(Entries taken from a collection)
▶

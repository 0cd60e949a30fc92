use argon2::password_hash::rand_core::OsRng;
use argon2::password_hash::PasswordHash;
use argon2::password_hash::PasswordHasher as Argon2PasswordHasher;
use argon2::password_hash::PasswordVerifier;
use argon2::password_hash::SaltString;
use argon2::Argon2;

use super::errors::PasswordError;

/// Password hashing implementation.
///
/// Provides cryptographic password hashing (internally uses Argon2id).
pub struct PasswordHasher;

impl PasswordHasher {
    /// Create a new password hasher instance.
    ///
    /// # Returns
    /// PasswordHasher instance configured with secure defaults
    pub fn new() -> Self {
        Self
    }

    /// Hash a plaintext password securely.
    ///
    /// Uses Argon2id with random salt generation, so hashing the same
    /// password twice yields two different hash strings.
    ///
    /// # Arguments
    /// * `password` - Plaintext password to hash
    ///
    /// # Returns
    /// PHC string format hash (includes algorithm, parameters, salt, and hash)
    ///
    /// # Errors
    /// * `HashingFailed` - Password hashing operation failed
    pub fn hash(&self, password: &str) -> Result<String, PasswordError> {
        let salt = SaltString::generate(&mut OsRng);
        let argon2 = Argon2::default();

        argon2
            .hash_password(password.as_bytes(), &salt)
            .map(|hash| hash.to_string())
            .map_err(|e| PasswordError::HashingFailed(e.to_string()))
    }

    /// Verify a password against a stored hash.
    ///
    /// Returns a plain boolean so call sites branch explicitly: a malformed
    /// stored hash verifies as `false`, it is never an error. The underlying
    /// Argon2 comparison is constant-time with respect to match/mismatch.
    ///
    /// # Arguments
    /// * `password` - Plaintext password to verify
    /// * `hash` - Stored password hash in PHC string format
    ///
    /// # Returns
    /// True iff password matches the hash
    pub fn verify(&self, password: &str, hash: &str) -> bool {
        let Ok(parsed_hash) = PasswordHash::new(hash) else {
            return false;
        };

        Argon2::default()
            .verify_password(password.as_bytes(), &parsed_hash)
            .is_ok()
    }
}

impl Default for PasswordHasher {
    fn default() -> Self {
        Self::new()
    }
}

#[cfg(test)]
mod tests {
    use super::*;

    #[test]
    fn test_hash_and_verify() {
        let hasher = PasswordHasher::new();
        let password = "my_secure_password";

        let hash = hasher.hash(password).expect("Failed to hash password");

        assert!(hasher.verify(password, &hash));
        assert!(!hasher.verify("wrong_password", &hash));
    }

    #[test]
    fn test_hashes_are_salted() {
        let hasher = PasswordHasher::new();
        let password = "my_secure_password";

        let first = hasher.hash(password).expect("Failed to hash password");
        let second = hasher.hash(password).expect("Failed to hash password");

        assert_ne!(first, second);
        assert!(hasher.verify(password, &first));
        assert!(hasher.verify(password, &second));
    }

    #[test]
    fn test_verify_against_other_password_hash() {
        let hasher = PasswordHasher::new();

        let hash = hasher
            .hash("password_one")
            .expect("Failed to hash password");
        assert!(!hasher.verify("password_two", &hash));
    }

    #[test]
    fn test_verify_malformed_hash_is_false() {
        let hasher = PasswordHasher::new();
        assert!(!hasher.verify("password", "not_a_phc_string"));
        assert!(!hasher.verify("password", ""));
    }
}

◀

To do: Above are the entries; repeat their lines exactly, from the first through the one that contains "(internally uses Argon2id).".

Result of the task:
repository 0cd60e949a30fc92
use argon2::password_hash::rand_core::OsRng;
use argon2::password_hash::PasswordHash;
use argon2::password_hash::PasswordHasher as Argon2PasswordHasher;
use argon2::password_hash::PasswordVerifier;
use argon2::password_hash::SaltString;
use argon2::Argon2;

use super::errors::PasswordError;

/// Password hashing implementation.
///
/// Provides cryptographic password hashing (internally uses Argon2id).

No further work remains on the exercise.